Dois pontos se destacam a partir do universo proposto pelo diretor Sérgio Andrade, que também assina o roteiro. O primeiro deles é a experiência sensória por ele dada ao mostrar uma relação literal com a terra: os personagens cobrem o corpo, comem, fumam misturada num baseado, ligam aparelhos eletrônicos e sonham com o solo. Ao longo dos 99 minutos de filme, porém, a carga de impacto dessas imagens diminuiu substancialmente, dada a repetição de algo que, ao espectador, já estava claro com poucos minutos de filme, que é a atração sobrenatural que essa terra negra exerce sobre as pessoas.

Por mais criativa que seja a ideia, as redundâncias do roteiro tornam o filme cansativo. A montagem de Marina Meliande e a fotografia de Yure César acabam sendo um tanto paliativas nesse sentido, uma vez que ambos tentam, ao máximo, trazer soluções inusitadas para aliviar a falta de maiores propostas do que fazer com aquele mundo tão próprio do longa. Sobram belas imagens, como a de Kay Sara encarando a câmera (e, por conseguinte, o espectador) ao despertar de uma “brincadeira” na qual Anderson Kary Báya, entoando uma canção na língua tukana, cobre todo o seu rosto de terra negra a ponto de quase sufocá-la. Outra bela imagem é a de Kay Sara, Mariana Lima e Felipe Rocha deitados num flutuante (sobre o trio, falaremos a partir de outra perspectiva mais tarde).

O outro ponto que se destaca em “A terra negra dos Kawa” é a preparação do elenco indígena, realizada por Pedro Freire. Quando o longa foca nesse grupo, o filme cresce, dada a naturalidade que traspassa toda a atuação de Kedassare, Yepario, Báya e, especialmente, Sara, que, sem dúvida, tem a personagem de maior complexidade na trama. É justamente isso que torna gritante o contraste com o resto do elenco, o qual soa bastante artificial, sem ser perceptível uma intencionalidade nisso a partir da direção dos atores. O momento em que Descartes solta uma crítica inócua e totalmente descontextualizada sobre o governo, por exemplo, é um tanto risível. Para além da atuação, o próprio desenvolvimento desses personagens flerta com o lacunar, mas acerta apenas em um roteiro mal desenvolvido dentro desses parâmetros.

Alguns outros detalhes geram desconforto, dependendo do ponto de partida para a leitura da obra fílmica. A inserção de haitianos falando em francês em uma cena que se passa no território do quarteto Kawa é uma delas.

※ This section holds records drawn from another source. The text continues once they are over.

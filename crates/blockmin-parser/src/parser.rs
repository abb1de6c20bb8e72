//! Recursive block parser.
//!
//! Walks directive matches with one shared [`Scanner`], resolves nested blocks
//! innermost first and splices handler output back into the document.

use std::path::{Path, PathBuf};

use crate::event::{BuildInstruction, EventSink, ParseEvent};
use crate::grammar::{BeginTag, DirectiveGrammar, DirectiveMatch, Scanner};
use crate::handlers::{Block, BlockHandler, Handler, HandlerRegistry};
use crate::{HandlerContext, ParseError};

/// Type alias for the file existence callback.
pub type FileExistsFn = dyn Fn(&Path) -> bool + Send + Sync;

/// Configuration for the block parser.
pub struct ParserConfig {
    /// Tag token of the directive grammar (`build` in `<!--build:js x-->`).
    pub tag: String,
    /// Directory destinations are resolved under.
    pub base_dir: PathBuf,
    /// Directory asset references in the document are resolved under.
    pub source_dir: PathBuf,
    /// Build target used unless a directive overrides it.
    pub target: String,
    /// Callback deciding whether an asset file exists.
    ///
    /// Default: [`Path::is_file`]
    pub file_exists: Option<Box<FileExistsFn>>,
}

impl Default for ParserConfig {
    fn default() -> Self {
        Self::new()
    }
}

impl ParserConfig {
    /// Create a new configuration with default values.
    #[must_use]
    pub fn new() -> Self {
        Self {
            tag: "build".to_owned(),
            base_dir: PathBuf::from("."),
            source_dir: PathBuf::from("."),
            target: "default".to_owned(),
            file_exists: None,
        }
    }

    /// Set the directive tag token.
    #[must_use]
    pub fn with_tag(mut self, tag: impl Into<String>) -> Self {
        self.tag = tag.into();
        self
    }

    /// Set the destination base directory.
    #[must_use]
    pub fn with_base_dir(mut self, base_dir: impl Into<PathBuf>) -> Self {
        self.base_dir = base_dir.into();
        self
    }

    /// Set the directory asset references are resolved under.
    #[must_use]
    pub fn with_source_dir(mut self, source_dir: impl Into<PathBuf>) -> Self {
        self.source_dir = source_dir.into();
        self
    }

    /// Set the default build target.
    #[must_use]
    pub fn with_target(mut self, target: impl Into<String>) -> Self {
        self.target = target.into();
        self
    }

    /// Set the file existence callback.
    #[must_use]
    pub fn with_file_exists<F>(mut self, file_exists: F) -> Self
    where
        F: Fn(&Path) -> bool + Send + Sync + 'static,
    {
        self.file_exists = Some(Box::new(file_exists));
        self
    }
}

/// Result of a successful parse.
#[derive(Debug, Clone, PartialEq)]
pub struct ParseOutput {
    /// Rewritten document.
    pub document: String,
    /// Events in emission order.
    pub events: Vec<ParseEvent>,
}

impl ParseOutput {
    /// Build instructions in emission order.
    pub fn instructions(&self) -> impl Iterator<Item = &BuildInstruction> {
        self.events.iter().filter_map(|event| match event {
            ParseEvent::Instruction(instruction) => Some(instruction),
            _ => None,
        })
    }

    /// Recoverable problems reported while parsing.
    pub fn warnings(&self) -> impl Iterator<Item = &str> {
        self.events.iter().filter_map(|event| match event {
            ParseEvent::Warning { message } => Some(message.as_str()),
            _ => None,
        })
    }
}

/// Parser for build-block directives in HTML documents.
///
/// # Example
///
/// ```
/// use blockmin_parser::{BlockParser, ParserConfig};
///
/// let config = ParserConfig::new()
///     .with_base_dir("/www")
///     .with_file_exists(|_| true);
/// let parser = BlockParser::new(config).unwrap();
///
/// let html = "<head>\n  <!--build:js app.js-->\n  <script src=\"a.js\"></script>\n  <!--endbuild-->\n</head>";
/// let output = parser.parse(html).unwrap();
/// assert_eq!(output.document, "<head>\n  <script src=\"app.js\"></script>\n</head>");
/// assert_eq!(output.instructions().count(), 1);
/// ```
pub struct BlockParser {
    config: ParserConfig,
    grammar: DirectiveGrammar,
    registry: HandlerRegistry,
}

impl BlockParser {
    /// Create a parser with the built-in handlers.
    pub fn new(config: ParserConfig) -> Result<Self, ParseError> {
        Self::with_registry(config, HandlerRegistry::with_builtins())
    }

    /// Create a parser dispatching to `registry`.
    pub fn with_registry(
        config: ParserConfig,
        registry: HandlerRegistry,
    ) -> Result<Self, ParseError> {
        let grammar = DirectiveGrammar::new(&config.tag)?;
        Ok(Self {
            config,
            grammar,
            registry,
        })
    }

    /// Register a handler, replacing any handler of the same name.
    #[must_use]
    pub fn with_handler<H: BlockHandler + 'static>(mut self, handler: H) -> Self {
        self.registry.register(handler);
        self
    }

    /// Serve directive type `alias` with the built-in handler `builtin`.
    ///
    /// Returns `None` if `builtin` is not a built-in handler name.
    #[must_use]
    pub fn with_alias(mut self, alias: &str, builtin: &str) -> Option<Self> {
        let handler = Handler::builtin(builtin)?;
        self.registry.insert(alias, handler);
        Some(self)
    }

    /// The parser configuration.
    #[must_use]
    pub fn config(&self) -> &ParserConfig {
        &self.config
    }

    /// The directive grammar.
    #[must_use]
    pub fn grammar(&self) -> &DirectiveGrammar {
        &self.grammar
    }

    /// Parse `document`, collecting events.
    pub fn parse(&self, document: &str) -> Result<ParseOutput, ParseError> {
        let mut events = Vec::new();
        let document = self.parse_with(document, &mut events)?;
        Ok(ParseOutput { document, events })
    }

    /// Parse `document`, sending events to `sink`.
    ///
    /// On error, events already sent stay sent, but no document is produced.
    pub fn parse_with(&self, document: &str, sink: &mut dyn EventSink) -> Result<String, ParseError> {
        let mut scanner = self.grammar.scanner(document);
        let mut output = String::with_capacity(document.len());
        let mut last = 0;

        while let Some(found) = scanner.next_match() {
            output.push_str(&document[last..found.start()]);

            match found {
                DirectiveMatch::Begin(tag) => {
                    output.push_str(tag.indent);
                    let replacement = self.resolve_block(&mut scanner, &tag, sink)?;
                    output.push_str(&replacement);
                }
                DirectiveMatch::End(end) => {
                    let line = scanner.line_of(end.start);
                    let message = format!("Stray end tag with no open block on line {line}: {}", end.text);
                    tracing::warn!("{message}");
                    sink.emit(ParseEvent::Warning { message });
                    output.push_str(end.text);
                }
            }

            last = scanner.position();
        }

        output.push_str(&document[last..]);
        Ok(output)
    }

    /// Resolve one block and everything nested in it.
    ///
    /// On return, `scanner` sits just past this block's end tag (or past the
    /// begin tag itself when self-closing).
    fn resolve_block(
        &self,
        scanner: &mut Scanner<'_, '_>,
        tag: &BeginTag<'_>,
        sink: &mut dyn EventSink,
    ) -> Result<String, ParseError> {
        let kind = tag.kind.to_owned();
        let args = tag.args.map(str::to_owned);
        let begin_tag = tag.text.to_owned();

        if tag.self_closing {
            tracing::debug!(kind = %kind, "Single block");
            sink.emit(ParseEvent::BlockSingle {
                kind,
                args,
                begin_tag,
            });
            return self.dispatch(tag, None, sink);
        }

        tracing::debug!(kind = %kind, "Block begin");
        sink.emit(ParseEvent::BlockBegin {
            kind: kind.clone(),
            args: args.clone(),
            begin_tag: begin_tag.clone(),
        });

        let document = scanner.haystack();
        let mut contents = String::new();
        let mut last = tag.end;

        let end = loop {
            match scanner.next_match() {
                None => {
                    return Err(ParseError::MissingEndTag {
                        line: scanner.line_of(tag.start + tag.indent.len()),
                        begin_tag,
                    });
                }
                Some(DirectiveMatch::End(end)) => break end,
                Some(DirectiveMatch::Begin(child)) => {
                    contents.push_str(&document[last..child.start]);
                    // The child's own indentation, not the enclosing block's.
                    contents.push_str(child.indent);
                    let replacement = self.resolve_block(scanner, &child, sink)?;
                    contents.push_str(&replacement);
                    last = scanner.position();
                }
            }
        };

        contents.push_str(&document[last..end.start]);

        let parsed = self.dispatch(tag, Some(&contents), sink)?;

        tracing::debug!(kind = %kind, "Block end");
        sink.emit(ParseEvent::BlockEnd {
            kind,
            args,
            begin_tag,
            contents,
        });

        Ok(parsed)
    }

    /// Run the handler for `tag` and render its replacement.
    fn dispatch(
        &self,
        tag: &BeginTag<'_>,
        contents: Option<&str>,
        sink: &mut dyn EventSink,
    ) -> Result<String, ParseError> {
        let Some(handler) = self.registry.get(tag.kind) else {
            tracing::debug!(kind = %tag.kind, "No handler, dropping block");
            return Ok(String::new());
        };

        let block = Block {
            kind: tag.kind,
            args: tag.args,
            contents,
            indent: tag.indent,
        };

        let is_file = |path: &Path| path.is_file();
        let file_exists: &dyn Fn(&Path) -> bool = match self.config.file_exists.as_deref() {
            Some(f) => f,
            None => &is_file,
        };

        let mut ctx = HandlerContext {
            base_dir: &self.config.base_dir,
            source_dir: &self.config.source_dir,
            target: &self.config.target,
            file_exists,
            sink,
        };

        let replacement = handler
            .process(&block, &mut ctx)
            .map_err(|source| ParseError::Handler {
                kind: tag.kind.to_owned(),
                source,
            })?;

        Ok(replacement.render(tag.indent))
    }
}
//! `requirejs`: bootstrap a module-bundled application.
//!
//! `<!--build:requirejs js/main dist/main.js release {"optimize": "none"}/-->`
//! becomes one `<script>` tag for the bundle, plus a module-bundle
//! instruction and a minify pass over its output.

use std::path::Path;

use serde_json::{Map, Value};

use super::js::script_tag;
use super::{Block, BlockHandler, Replacement};
use crate::{BuildInstruction, Destination, HandlerContext, HandlerError, ModuleArgs};

/// Handler for module-loader bootstrap directives.
#[derive(Debug, Default, Clone, Copy)]
pub struct RequireJsHandler;

impl BlockHandler for RequireJsHandler {
    fn name(&self) -> &'static str {
        "requirejs"
    }

    fn process(
        &self,
        block: &Block<'_>,
        ctx: &mut HandlerContext<'_>,
    ) -> Result<Replacement, HandlerError> {
        let args = ModuleArgs::parse(block.args)?;
        ctx.verbose(format!("Set main to {}", args.main));

        let dest = if let Some(dest) = &args.dest {
            let dest = ctx.destination(dest);
            ctx.verbose(format!("Set destination to {}", dest.full.display()));
            dest
        } else {
            ctx.destination(&format!("{}.js", args.main))
        };

        let target = if let Some(target) = args.target {
            ctx.verbose(format!("Set target to {target}"));
            target
        } else {
            ctx.target.to_owned()
        };

        if let Some(ignored) = &args.ignored {
            ctx.notice(format!("Ignoring extra arguments: {ignored}"));
        }

        let tag = script_tag(&dest.short);
        ctx.verbose(format!("Added tag: {tag}"));

        let mut options = module_options(&args.main, &dest, ctx.base_dir);
        options.extend(args.options);

        ctx.instruct(BuildInstruction::module_bundle(
            &target,
            format!("{}.js", args.main),
            dest.full.clone(),
            options,
        ));
        ctx.instruct(BuildInstruction::bundle(
            &target,
            dest.full_str(),
            dest.full.clone(),
        ));

        Ok(Replacement::Lines(vec![tag]))
    }
}

/// Module bundler options for entry module `main` written to `dest`.
///
/// A `main` without a directory component uses `base_dir` as `baseUrl`.
pub(super) fn module_options(main: &str, dest: &Destination, base_dir: &Path) -> Map<String, Value> {
    let main_path = Path::new(main);
    let base_url = main_path
        .parent()
        .filter(|dir| !dir.as_os_str().is_empty())
        .unwrap_or(base_dir);
    let name = main_path
        .file_name()
        .map_or_else(|| main.to_owned(), |n| n.to_string_lossy().into_owned());

    let mut options = Map::new();
    options.insert(
        "baseUrl".to_owned(),
        Value::String(base_url.to_string_lossy().into_owned()),
    );
    options.insert("name".to_owned(), Value::String(name));
    options.insert("out".to_owned(), Value::String(dest.full_str()));
    options.insert(
        "mainConfigFile".to_owned(),
        Value::String(format!("{main}.js")),
    );
    options
}

#[cfg(test)]
mod tests {
    use super::*;
    use crate::InstructionKind;
    use crate::context::testing::Fixture;
    use pretty_assertions::assert_eq;
    use serde_json::json;

    fn run(args: Option<&str>) -> (Result<Replacement, HandlerError>, Fixture) {
        let block = Block {
            kind: "requirejs",
            args,
            contents: None,
            indent: "",
        };
        let mut fixture = Fixture::new(&[]);
        let result = fixture.run(|ctx| RequireJsHandler.process(&block, ctx));
        (result, fixture)
    }

    #[test]
    fn test_defaults() {
        let (result, fixture) = run(Some("app"));
        assert_eq!(
            result.unwrap(),
            Replacement::Lines(vec![r#"<script src="app.js"></script>"#.to_owned()])
        );

        let instructions = fixture.instructions();
        assert_eq!(instructions.len(), 2);

        let bundle = instructions[0];
        assert_eq!(bundle.kind, InstructionKind::ModuleBundle);
        assert_eq!(bundle.target, "dist");
        assert_eq!(bundle.src, "app.js");
        assert_eq!(bundle.dest, Path::new("/www/app.js"));
        let options = bundle.options.as_ref().unwrap();
        assert_eq!(options["baseUrl"], json!("/www"));
        assert_eq!(options["name"], json!("app"));
        assert_eq!(options["out"], json!("/www/app.js"));
        assert_eq!(options["mainConfigFile"], json!("app.js"));

        let minify = instructions[1];
        assert_eq!(minify.kind, InstructionKind::Bundle);
        assert_eq!(minify.src, "/www/app.js");
        assert_eq!(minify.dest, Path::new("/www/app.js"));
    }

    #[test]
    fn test_nested_main_dest_and_target() {
        let (result, fixture) = run(Some("js/main dist/main.min.js release"));
        assert_eq!(
            result.unwrap(),
            Replacement::Lines(vec![r#"<script src="dist/main.min.js"></script>"#.to_owned()])
        );
        let instructions = fixture.instructions();
        assert!(instructions.iter().all(|i| i.target == "release"));
        let options = instructions[0].options.as_ref().unwrap();
        assert_eq!(options["baseUrl"], json!("js"));
        assert_eq!(options["name"], json!("main"));
        assert_eq!(options["out"], json!("/www/dist/main.min.js"));
    }

    #[test]
    fn test_json_options_override_defaults() {
        let (result, fixture) = run(Some(r#"js/main {"baseUrl": "lib", "optimize": "none"}"#));
        assert!(result.is_ok());
        let options = fixture.instructions()[0].options.clone().unwrap();
        assert_eq!(options["baseUrl"], json!("lib"));
        assert_eq!(options["optimize"], json!("none"));
        assert_eq!(options["name"], json!("main"));
    }

    #[test]
    fn test_missing_args_is_fatal() {
        let (result, fixture) = run(None);
        assert!(matches!(result, Err(HandlerError::MissingArguments { .. })));
        assert!(fixture.instructions().is_empty());
    }

    #[test]
    fn test_invalid_json_is_fatal() {
        let (result, _) = run(Some("app {oops"));
        assert!(matches!(result, Err(HandlerError::InvalidJson { .. })));
    }
}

O personagem em questão explica, de maneira absurdamente didática, sobre o drama desses imigrantes, engatando o monólogo a uma história pessoal que o ligaria à terra negra em questão. Porém, nada mais sobre isso é reverberado no filme, a exemplo da crítica política supracitada. O peso e complexidade dos dois tópicos se diluem com a forma rasa com que são colocados.

Em se tratando de representatividade, também é problemática a tensão sexual que surge como possibilidade de leitura do filme na interação entre Sara, Lima e Rocha. A bela imagem dos três chapados no flutuante, então, tem esse caráter dúbio: gera lindos frames, mas traz um ar de objetificação da mulher indígena. Vale frisar que a Kawa desrespeita e entrega aos brancos a terra negra de bom grado em várias sequências do filme, e o fato dela ser usada de maneira recreativa pelos pesquisadores (aliada às atuações regulares destes) torna tudo mais incômodo. Obviamente, não se espera aqui a apresentação de uma personagem Mary Sue para Kay Sara, mas dada a pouca presença de indígenas no cinema como protagonistas de suas próprias histórias, valeria um esforço extra na representação das contradições dessa personagem em especial, na humilde opinião desta que vos escreve.

Entre os prós e os contras, é inegável a importância de Sérgio Andrade e sua filmografia para o cinema amazonense. É importante, porém, ir além da celebração da existência desse cinema e lançar um olhar que permita trazer alguma contribuição para uma maior contundência à produção em termos de conteúdo. É uma tarefa que o próprio diretor parece compreender, posto que, com “A terra negra dos Kawa”, ele busca desafiar um pouco mais a si próprio no uso da linguagem fílmica em relação a suas obras anteriores.